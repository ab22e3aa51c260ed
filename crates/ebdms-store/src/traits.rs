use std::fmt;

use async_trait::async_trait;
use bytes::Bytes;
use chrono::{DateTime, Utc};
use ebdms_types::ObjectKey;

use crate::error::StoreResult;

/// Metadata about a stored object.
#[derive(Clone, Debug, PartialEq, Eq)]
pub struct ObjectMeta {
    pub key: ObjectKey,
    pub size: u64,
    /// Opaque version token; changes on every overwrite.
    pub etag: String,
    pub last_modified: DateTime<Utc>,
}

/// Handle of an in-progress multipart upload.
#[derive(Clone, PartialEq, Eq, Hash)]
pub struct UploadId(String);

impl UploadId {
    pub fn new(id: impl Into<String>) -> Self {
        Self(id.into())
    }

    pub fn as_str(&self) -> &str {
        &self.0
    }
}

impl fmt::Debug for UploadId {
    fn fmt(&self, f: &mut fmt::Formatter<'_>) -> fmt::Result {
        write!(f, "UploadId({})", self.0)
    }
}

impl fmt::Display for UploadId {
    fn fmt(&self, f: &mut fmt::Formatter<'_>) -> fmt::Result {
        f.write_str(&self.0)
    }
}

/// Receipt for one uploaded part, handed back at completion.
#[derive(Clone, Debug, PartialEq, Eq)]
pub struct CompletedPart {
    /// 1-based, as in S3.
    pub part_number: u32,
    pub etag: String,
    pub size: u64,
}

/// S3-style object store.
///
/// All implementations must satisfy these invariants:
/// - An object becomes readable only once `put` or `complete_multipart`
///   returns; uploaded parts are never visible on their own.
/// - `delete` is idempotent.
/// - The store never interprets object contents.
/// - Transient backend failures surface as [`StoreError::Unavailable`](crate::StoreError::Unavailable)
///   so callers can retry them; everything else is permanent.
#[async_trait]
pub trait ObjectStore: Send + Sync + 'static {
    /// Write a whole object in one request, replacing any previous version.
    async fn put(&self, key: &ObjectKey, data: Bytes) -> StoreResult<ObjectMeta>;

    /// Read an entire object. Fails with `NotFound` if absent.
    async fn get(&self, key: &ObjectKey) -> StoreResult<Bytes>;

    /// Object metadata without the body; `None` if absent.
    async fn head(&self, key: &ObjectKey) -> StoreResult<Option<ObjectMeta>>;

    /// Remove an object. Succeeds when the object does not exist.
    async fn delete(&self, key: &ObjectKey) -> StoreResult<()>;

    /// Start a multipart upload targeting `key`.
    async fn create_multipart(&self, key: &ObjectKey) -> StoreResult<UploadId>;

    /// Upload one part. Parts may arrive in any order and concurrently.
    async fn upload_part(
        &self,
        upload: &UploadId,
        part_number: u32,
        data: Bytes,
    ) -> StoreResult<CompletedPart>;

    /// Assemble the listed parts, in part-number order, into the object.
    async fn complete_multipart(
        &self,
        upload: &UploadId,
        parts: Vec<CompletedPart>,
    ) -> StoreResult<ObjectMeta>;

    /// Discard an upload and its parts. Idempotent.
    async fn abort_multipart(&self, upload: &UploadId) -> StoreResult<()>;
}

-*-

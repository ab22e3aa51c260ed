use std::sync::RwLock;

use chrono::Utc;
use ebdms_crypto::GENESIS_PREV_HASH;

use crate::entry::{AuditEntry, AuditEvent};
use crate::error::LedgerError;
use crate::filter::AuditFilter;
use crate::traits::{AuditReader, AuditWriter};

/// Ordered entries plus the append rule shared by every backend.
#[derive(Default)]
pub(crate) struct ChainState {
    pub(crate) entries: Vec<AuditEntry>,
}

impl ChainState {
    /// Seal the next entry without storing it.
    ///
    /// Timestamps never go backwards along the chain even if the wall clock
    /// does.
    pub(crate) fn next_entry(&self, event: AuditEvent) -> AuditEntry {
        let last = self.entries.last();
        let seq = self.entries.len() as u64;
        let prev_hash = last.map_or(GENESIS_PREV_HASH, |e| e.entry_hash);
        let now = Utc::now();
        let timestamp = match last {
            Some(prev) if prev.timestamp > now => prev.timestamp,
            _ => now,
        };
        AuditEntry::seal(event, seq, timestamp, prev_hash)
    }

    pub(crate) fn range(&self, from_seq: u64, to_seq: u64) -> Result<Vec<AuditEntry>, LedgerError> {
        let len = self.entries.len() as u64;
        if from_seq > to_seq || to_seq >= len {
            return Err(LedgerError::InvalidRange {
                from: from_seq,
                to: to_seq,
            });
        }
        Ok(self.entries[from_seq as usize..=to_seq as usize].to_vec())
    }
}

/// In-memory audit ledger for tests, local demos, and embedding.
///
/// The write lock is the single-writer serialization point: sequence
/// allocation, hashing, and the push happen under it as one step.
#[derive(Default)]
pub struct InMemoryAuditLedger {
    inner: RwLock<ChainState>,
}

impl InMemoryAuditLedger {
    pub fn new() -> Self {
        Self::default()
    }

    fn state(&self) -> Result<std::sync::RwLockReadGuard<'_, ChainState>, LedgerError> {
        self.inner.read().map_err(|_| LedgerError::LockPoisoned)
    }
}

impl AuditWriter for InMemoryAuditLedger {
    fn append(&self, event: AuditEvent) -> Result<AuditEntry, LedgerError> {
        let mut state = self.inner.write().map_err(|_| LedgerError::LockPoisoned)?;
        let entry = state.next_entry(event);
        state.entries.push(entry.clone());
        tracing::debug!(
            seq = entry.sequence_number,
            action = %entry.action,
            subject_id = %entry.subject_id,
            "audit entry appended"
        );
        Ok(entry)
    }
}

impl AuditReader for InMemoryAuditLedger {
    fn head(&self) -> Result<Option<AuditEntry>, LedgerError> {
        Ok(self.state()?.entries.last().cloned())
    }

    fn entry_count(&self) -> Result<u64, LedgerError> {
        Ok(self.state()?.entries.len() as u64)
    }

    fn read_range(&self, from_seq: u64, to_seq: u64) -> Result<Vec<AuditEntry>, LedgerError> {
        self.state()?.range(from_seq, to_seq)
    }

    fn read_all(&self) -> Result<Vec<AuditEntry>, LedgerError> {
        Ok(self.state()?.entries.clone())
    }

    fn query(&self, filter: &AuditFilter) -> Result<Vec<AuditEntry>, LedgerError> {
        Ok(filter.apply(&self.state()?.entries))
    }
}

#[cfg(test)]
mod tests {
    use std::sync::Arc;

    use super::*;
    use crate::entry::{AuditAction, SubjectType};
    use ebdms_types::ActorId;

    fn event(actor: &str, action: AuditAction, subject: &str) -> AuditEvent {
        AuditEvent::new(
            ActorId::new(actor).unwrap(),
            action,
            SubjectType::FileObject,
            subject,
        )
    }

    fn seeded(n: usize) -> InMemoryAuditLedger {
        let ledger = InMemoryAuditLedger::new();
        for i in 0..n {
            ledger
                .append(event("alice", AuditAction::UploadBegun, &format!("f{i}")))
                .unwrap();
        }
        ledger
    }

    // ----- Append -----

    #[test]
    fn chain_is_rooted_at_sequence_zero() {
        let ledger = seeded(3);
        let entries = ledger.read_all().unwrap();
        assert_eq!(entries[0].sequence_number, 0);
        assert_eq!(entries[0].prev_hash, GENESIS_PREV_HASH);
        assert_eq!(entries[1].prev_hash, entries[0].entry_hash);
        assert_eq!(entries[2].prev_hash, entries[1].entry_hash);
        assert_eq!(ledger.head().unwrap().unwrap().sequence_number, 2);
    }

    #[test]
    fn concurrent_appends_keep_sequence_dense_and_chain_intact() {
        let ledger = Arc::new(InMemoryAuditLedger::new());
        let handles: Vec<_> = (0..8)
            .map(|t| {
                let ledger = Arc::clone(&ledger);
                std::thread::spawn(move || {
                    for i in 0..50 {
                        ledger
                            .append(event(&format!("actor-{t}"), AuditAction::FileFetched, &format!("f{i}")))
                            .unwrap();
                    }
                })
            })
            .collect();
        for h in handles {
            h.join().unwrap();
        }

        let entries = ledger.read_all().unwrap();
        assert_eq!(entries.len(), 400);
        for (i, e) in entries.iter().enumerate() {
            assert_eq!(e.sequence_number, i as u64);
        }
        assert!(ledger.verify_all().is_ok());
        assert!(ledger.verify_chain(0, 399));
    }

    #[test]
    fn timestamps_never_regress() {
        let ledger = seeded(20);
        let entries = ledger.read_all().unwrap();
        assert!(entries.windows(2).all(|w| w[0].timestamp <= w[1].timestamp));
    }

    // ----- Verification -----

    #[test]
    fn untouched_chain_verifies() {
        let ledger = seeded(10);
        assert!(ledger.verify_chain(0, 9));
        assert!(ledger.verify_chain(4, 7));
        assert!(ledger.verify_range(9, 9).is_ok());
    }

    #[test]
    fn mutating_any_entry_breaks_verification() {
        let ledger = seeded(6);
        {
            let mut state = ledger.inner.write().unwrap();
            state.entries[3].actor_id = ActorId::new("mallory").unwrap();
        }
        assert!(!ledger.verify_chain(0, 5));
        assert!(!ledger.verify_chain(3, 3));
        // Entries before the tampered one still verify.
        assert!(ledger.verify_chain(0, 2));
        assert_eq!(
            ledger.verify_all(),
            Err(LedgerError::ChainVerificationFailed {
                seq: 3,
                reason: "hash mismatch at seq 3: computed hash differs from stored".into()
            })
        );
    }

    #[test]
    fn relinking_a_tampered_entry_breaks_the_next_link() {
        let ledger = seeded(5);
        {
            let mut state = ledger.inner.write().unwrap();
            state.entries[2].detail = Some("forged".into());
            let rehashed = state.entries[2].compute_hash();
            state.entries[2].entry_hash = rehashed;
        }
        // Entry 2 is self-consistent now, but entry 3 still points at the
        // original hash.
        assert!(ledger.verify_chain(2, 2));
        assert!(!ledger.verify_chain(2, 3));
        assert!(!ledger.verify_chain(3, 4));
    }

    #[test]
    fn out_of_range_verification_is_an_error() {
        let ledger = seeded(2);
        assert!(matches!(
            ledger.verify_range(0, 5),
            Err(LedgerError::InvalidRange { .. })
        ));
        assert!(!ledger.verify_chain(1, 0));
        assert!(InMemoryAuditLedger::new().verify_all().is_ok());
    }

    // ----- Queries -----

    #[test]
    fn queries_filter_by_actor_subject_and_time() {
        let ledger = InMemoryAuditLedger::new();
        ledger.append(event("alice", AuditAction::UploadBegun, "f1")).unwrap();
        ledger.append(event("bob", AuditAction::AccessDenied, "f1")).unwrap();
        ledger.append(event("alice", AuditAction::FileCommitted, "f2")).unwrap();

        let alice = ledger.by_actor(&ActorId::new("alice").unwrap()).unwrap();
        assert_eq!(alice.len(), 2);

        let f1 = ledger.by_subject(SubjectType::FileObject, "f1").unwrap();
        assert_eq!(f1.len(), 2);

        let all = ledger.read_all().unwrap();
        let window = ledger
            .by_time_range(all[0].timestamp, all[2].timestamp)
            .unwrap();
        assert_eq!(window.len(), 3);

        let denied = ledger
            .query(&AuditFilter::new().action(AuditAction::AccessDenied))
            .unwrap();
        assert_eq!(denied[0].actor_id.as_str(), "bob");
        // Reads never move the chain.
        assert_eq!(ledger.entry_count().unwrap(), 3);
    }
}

-*-

Exercise prompt:
Your answer should consist of the lines of the listing that contain "delete", copied as they stand.

Expected output:
/// - `delete` is idempotent.
    async fn delete(&self, key: &ObjectKey) -> StoreResult<()>;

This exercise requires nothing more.